Hope202418 · 08/07/2024 09:58

Hello, this is my first post on here and I guess I am looking for hope and to feel I’m not alone.

I am 35 and had an unexpected unplanned pregnancy after 1 date (I knew the man for 10 years prior to this just as a casual friend but nothing deep) Before I get judged, I’m aware that I was irresponsible due to taking precautions. However due to my age, my fertility I didn’t think it would have been so easy to get pregnant which looking back was very stupid of me.

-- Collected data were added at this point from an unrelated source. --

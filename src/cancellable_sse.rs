use std::sync::Arc;

use dashmap::DashMap;
use log::info;
use tokio_util::sync::CancellationToken;
use uuid::Uuid;

/// Stream ids are client-chosen, so each user gets their own namespace.
type StreamKey = (Uuid, String);

struct Registration {
    key: Uuid,
    token: CancellationToken,
}

/// Client-chosen stream ids mapped to the cancellation handle of the reply
/// they name, so a separate request can stop a running stream.
#[derive(Clone, Default)]
pub struct SseState {
    cancel_tokens: Arc<DashMap<StreamKey, Registration>>,
}

impl SseState {
    pub fn new() -> Self {
        Self::default()
    }

    /// Registers `token` under `owner`'s `id`. The entry is removed when the
    /// returned guard drops, unless a newer registration replaced it.
    pub fn register_stream(&self, id: String, owner: Uuid, token: CancellationToken) -> StreamRegistration {
        let key = Uuid::new_v4();
        self.cancel_tokens
            .insert((owner, id.clone()), Registration { key, token });
        StreamRegistration {
            state: self.clone(),
            stream: (owner, id),
            key,
        }
    }

    /// Cancels `owner`'s stream `id` if it is still running. Returns whether
    /// anything was cancelled.
    pub fn cancel_stream(&self, id: &str, owner: Uuid) -> bool {
        match self.cancel_tokens.remove(&(owner, id.to_owned())) {
            Some((_, reg)) => {
                info!("Cancelling stream: {id} for user: {owner}");
                reg.token.cancel();
                true
            }
            None => false,
        }
    }

    #[cfg(test)]
    fn is_registered(&self, id: &str, owner: Uuid) -> bool {
        self.cancel_tokens.contains_key(&(owner, id.to_owned()))
    }
}

/// Keeps a stream id registered for as long as the reply is being served.
pub struct StreamRegistration {
    state: SseState,
    stream: StreamKey,
    key: Uuid,
}

impl Drop for StreamRegistration {
    fn drop(&mut self) {
        let key = self.key;
        self.state
            .cancel_tokens
            .remove_if(&self.stream, |_, reg| reg.key == key);
    }
}

#[cfg(test)]
mod tests {
    use super::*;

    #[test]
    fn only_the_owner_can_cancel() {
        let state = SseState::new();
        let (owner, stranger) = (Uuid::new_v4(), Uuid::new_v4());
        let token = CancellationToken::new();
        let _reg = state.register_stream("s1".into(), owner, token.clone());

        assert!(!state.cancel_stream("s1", stranger));
        assert!(!token.is_cancelled());
        assert!(state.cancel_stream("s1", owner));
        assert!(token.is_cancelled());
        assert!(!state.cancel_stream("s1", owner));
    }

    #[test]
    fn same_id_from_another_user_does_not_displace_the_first() {
        let state = SseState::new();
        let (alice, mallory) = (Uuid::new_v4(), Uuid::new_v4());
        let alice_token = CancellationToken::new();
        let mallory_token = CancellationToken::new();
        let _a = state.register_stream("chat-1".into(), alice, alice_token.clone());
        let m = state.register_stream("chat-1".into(), mallory, mallory_token.clone());

        assert!(state.cancel_stream("chat-1", alice));
        assert!(alice_token.is_cancelled());
        assert!(!mallory_token.is_cancelled());

        drop(m);
        assert!(!state.is_registered("chat-1", mallory));
        assert!(!state.cancel_stream("chat-1", mallory));
    }

    #[test]
    fn dropping_the_guard_unregisters() {
        let state = SseState::new();
        let owner = Uuid::new_v4();
        let first = state.register_stream("s".into(), owner, CancellationToken::new());
        let second = state.register_stream("s".into(), owner, CancellationToken::new());

        // a stale guard leaves the newer registration alone
        drop(first);
        assert!(state.is_registered("s", owner));
        drop(second);
        assert!(!state.is_registered("s", owner));
    }
}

after emotional abuse such as the father telling me to abort, the baby would resent me, what would people think of me being a single mum, my life is ruined, we will never be together and I’m on my own. My mental health took a bad turn and I had an early termination. I was so worried bringing an innocent child into the world with an emotionally abusive man and I didn’t want a baby to be tied to that man all because I was irresponsible in regards to birth control. It’s been the most heartbreaking thing I’ve done and I feel like I let my child down. I feel that it could have been my only chance given my age but at the time of abortion I wasn’t thinking of myself, all I was thinking was the life for my unborn baby and what was fair for baby as I didn’t want my baby from the start to be in the middle of custody and legal battles as I know deep down the dad would have been involved as he got a solicitor involved very early on and I got worried he would make our lives a living hell. I suffer from anxiety and I wasn’t sure if mentally I was prepared to be a single mum with a dad like that in and out of our lives.

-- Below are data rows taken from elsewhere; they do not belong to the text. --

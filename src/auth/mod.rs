pub mod server;

pub use server::*;

use serde::{Deserialize, Serialize};
use uuid::Uuid;

pub const AUTH_COOKIE_NAME: &str = "auth_token";

#[derive(Clone, Debug, Serialize, Deserialize)]
pub struct Claims {
    pub sub: String,
    pub exp: i64,
    pub iat: i64,
}

impl Claims {
    pub fn user_id(&self) -> Result<Uuid, uuid::Error> {
        self.sub.parse()
    }
}

/// Authenticated caller, inserted into request extensions by [`require_auth`].
#[derive(Clone, Copy, Debug, PartialEq, Eq)]
pub struct AuthUser(pub Uuid);

pub fn create_jwt_token(
    user_id: Uuid,
    secret: &str,
    ttl: chrono::Duration,
) -> Result<String, jsonwebtoken::errors::Error> {
    use jsonwebtoken::{encode, EncodingKey, Header};

    let now = chrono::Utc::now();
    let claims = Claims {
        sub: user_id.to_string(),
        exp: (now + ttl).timestamp(),
        iat: now.timestamp(),
    };

    encode(
        &Header::default(),
        &claims,
        &EncodingKey::from_secret(secret.as_ref()),
    )
}

pub fn verify_jwt_token(token: &str, secret: &str) -> Result<Claims, jsonwebtoken::errors::Error> {
    use jsonwebtoken::{decode, DecodingKey, Validation};

    let token_data = decode::<Claims>(
        token,
        &DecodingKey::from_secret(secret.as_ref()),
        &Validation::default(),
    )?;

    Ok(token_data.claims)
}
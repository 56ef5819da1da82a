use chrono::{DateTime, Utc};
use diesel::prelude::*;
use serde::{Deserialize, Serialize};
use uuid::Uuid;

use crate::schema::{chats, messages};

#[derive(Debug, Clone, Serialize, Deserialize, Queryable, Selectable, Identifiable)]
#[diesel(table_name = chats)]
pub struct Chat {
    pub id: Uuid,
    pub user_id: Uuid,
    pub project_id: Uuid,
    pub title: Option<String>,
    pub created_at: DateTime<Utc>,
    pub updated_at: DateTime<Utc>,
}

#[derive(Debug, Clone, Insertable)]
#[diesel(table_name = chats)]
pub struct NewChat {
    pub id: Uuid,
    pub user_id: Uuid,
    pub project_id: Uuid,
    pub title: Option<String>,
    pub created_at: DateTime<Utc>,
    pub updated_at: DateTime<Utc>,
}

#[derive(Debug, Clone, Copy, PartialEq, Eq, Serialize, Deserialize)]
#[serde(rename_all = "lowercase")]
pub enum Role {
    System,
    User,
    Assistant,
}

impl Role {
    pub fn as_str(&self) -> &'static str {
        match self {
            Role::System => "system",
            Role::User => "user",
            Role::Assistant => "assistant",
        }
    }
}

#[derive(Debug, Clone, Serialize, Deserialize, Queryable, Selectable, Identifiable)]
#[diesel(table_name = messages)]
pub struct Message {
    pub id: Uuid,
    pub chat_id: Uuid,
    /// Author for user messages, `None` for assistant replies.
    pub user_id: Option<Uuid>,
    pub role: String,
    pub content: String,
    pub created_at: DateTime<Utc>,
}

#[derive(Debug, Clone, Insertable)]
#[diesel(table_name = messages)]
pub struct NewMessage {
    pub id: Uuid,
    pub chat_id: Uuid,
    pub user_id: Option<Uuid>,
    pub role: String,
    pub content: String,
    pub created_at: DateTime<Utc>,
}

impl NewMessage {
    pub fn user(chat_id: Uuid, user_id: Uuid, content: impl Into<String>) -> Self {
        Self::build(chat_id, Some(user_id), Role::User, content.into())
    }

    pub fn assistant(chat_id: Uuid, content: impl Into<String>) -> Self {
        Self::build(chat_id, None, Role::Assistant, content.into())
    }

    fn build(chat_id: Uuid, user_id: Option<Uuid>, role: Role, content: String) -> Self {
        NewMessage {
            id: Uuid::new_v4(),
            chat_id,
            user_id,
            role: role.as_str().to_owned(),
            content,
            created_at: Utc::now(),
        }
    }
}

// request bodies
#[derive(Debug, Clone, Default, Serialize, Deserialize)]
pub struct ChatTitleView {
    pub title: Option<String>,
}

#[derive(Debug, Clone, Serialize, Deserialize)]
pub struct NewMessageView {
    #[serde(default)]
    pub content: String,
}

I guess I’m asking if anyone has been in a similar situation and if they went on to find love and had a family 35+. I feel like such a bad person aborting a baby that I felt so much love and protection for, my heart is broken.

OP posts:
Tinydancer222 · 08/07/2024 18:22

Hi @Hope202418 im so sorry about what your going through I had abortion in may im 38 in two months. I met a great guy so I thought on a long travel holiday. We were friends then end up sleeping together. 3 diffrent times I told him I wasn't on the pill to be careful he wasn't. When I found out I was pregnant he said he didn't want to help me financially or be in child's like. At this point I was not working lived in a one bed apartment and now was pregnant with no financial help and even worse my child was being rejected by their dad. I was beyond broken and depressed. My dad left me when I was a baby till I was 21 and I have had deep trauma from that never felt good enough deep abandonment wounds and rage beyond words . I'm still trying to undo the bad programming this gave me. I also panicked and said but I'm almost 37 what if this is my only chance to have a baby . But I loved my baby and knew it wasn't right to knowingly bring a child into the world and the dad not want the baby and the trauma my child would face like I did and so prepetuating generational trauma for another generation . So I had an abortion.

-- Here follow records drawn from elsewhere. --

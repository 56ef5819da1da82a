//! Model allowlist: the single source of truth for which model ids projects
//! may select and which of them are billed to the caller's own key.

use serde::Serialize;

#[derive(Debug, Clone, Copy, PartialEq, Eq, Serialize)]
#[serde(rename_all = "lowercase")]
pub enum ModelTier {
    Free,
    Paid,
}

#[derive(Debug, Clone, Copy, Serialize)]
pub struct ModelInfo {
    pub id: &'static str,
    pub label: &'static str,
    #[serde(rename = "access")]
    pub tier: ModelTier,
}

pub const MODELS: &[ModelInfo] = &[
    ModelInfo { id: "deepseek/deepseek-chat-v3.1:free", label: "DeepSeek Chat v3.1 (Free)", tier: ModelTier::Free },
    ModelInfo { id: "google/gemini-2.0-flash-exp:free", label: "Gemini 2.0 Flash Exp (Free)", tier: ModelTier::Free },
    ModelInfo { id: "minimax/minimax-m2:free", label: "Minimax M2 (Free)", tier: ModelTier::Free },
    ModelInfo { id: "z-ai/glm-4.5-air:free", label: "GLM 4.5 Air (Free)", tier: ModelTier::Free },
    ModelInfo { id: "google/gemini-2.5-flash-lite", label: "Gemini 2.5 Flash Lite (Paid)", tier: ModelTier::Paid },
    ModelInfo { id: "google/gemini-2.0-flash-lite-001", label: "Gemini 2.0 Flash Lite 001 (Paid)", tier: ModelTier::Paid },
    ModelInfo { id: "openai/gpt-5-nano", label: "GPT-5 Nano (Paid)", tier: ModelTier::Paid },
];

pub const DEFAULT_MODEL_ID: &str = "deepseek/deepseek-chat-v3.1:free";

pub fn list_models() -> &'static [ModelInfo] {
    MODELS
}

pub fn default_model_id() -> &'static str {
    DEFAULT_MODEL_ID
}

pub fn find_model(id: &str) -> Option<&'static ModelInfo> {
    MODELS.iter().find(|m| m.id == id)
}

pub fn is_known_model(id: &str) -> bool {
    find_model(id).is_some()
}

/// Strict allowlist membership: unknown ids are neither paid nor free.
pub fn is_paid_model(id: &str) -> bool {
    matches!(find_model(id), Some(m) if m.tier == ModelTier::Paid)
}

pub fn is_free_model(id: &str) -> bool {
    matches!(find_model(id), Some(m) if m.tier == ModelTier::Free)
}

I had to do it 3 times due to retained tissue . It was hell and I had deep regret. But I want to say this to you it was not only your responsibility it was his so do not take all this burden on you . He is the man he could have also prevented a pregnancy he didn't. I felt deep shame and my councilor said to me no shame on him for not doing the right thing and standing by a child and supporting you when he was the one who got you pregnant the shame on them !! You like me were in such a painfully difficult place and we tried to protect our babies from a life we didn't for them like an unhappy single mother struggling and possibly depressed and an absent father. They are absolutely vile for putting us in this situation. Yes we could or took extra precautions but so could they have! They were cowards and took the coward way out.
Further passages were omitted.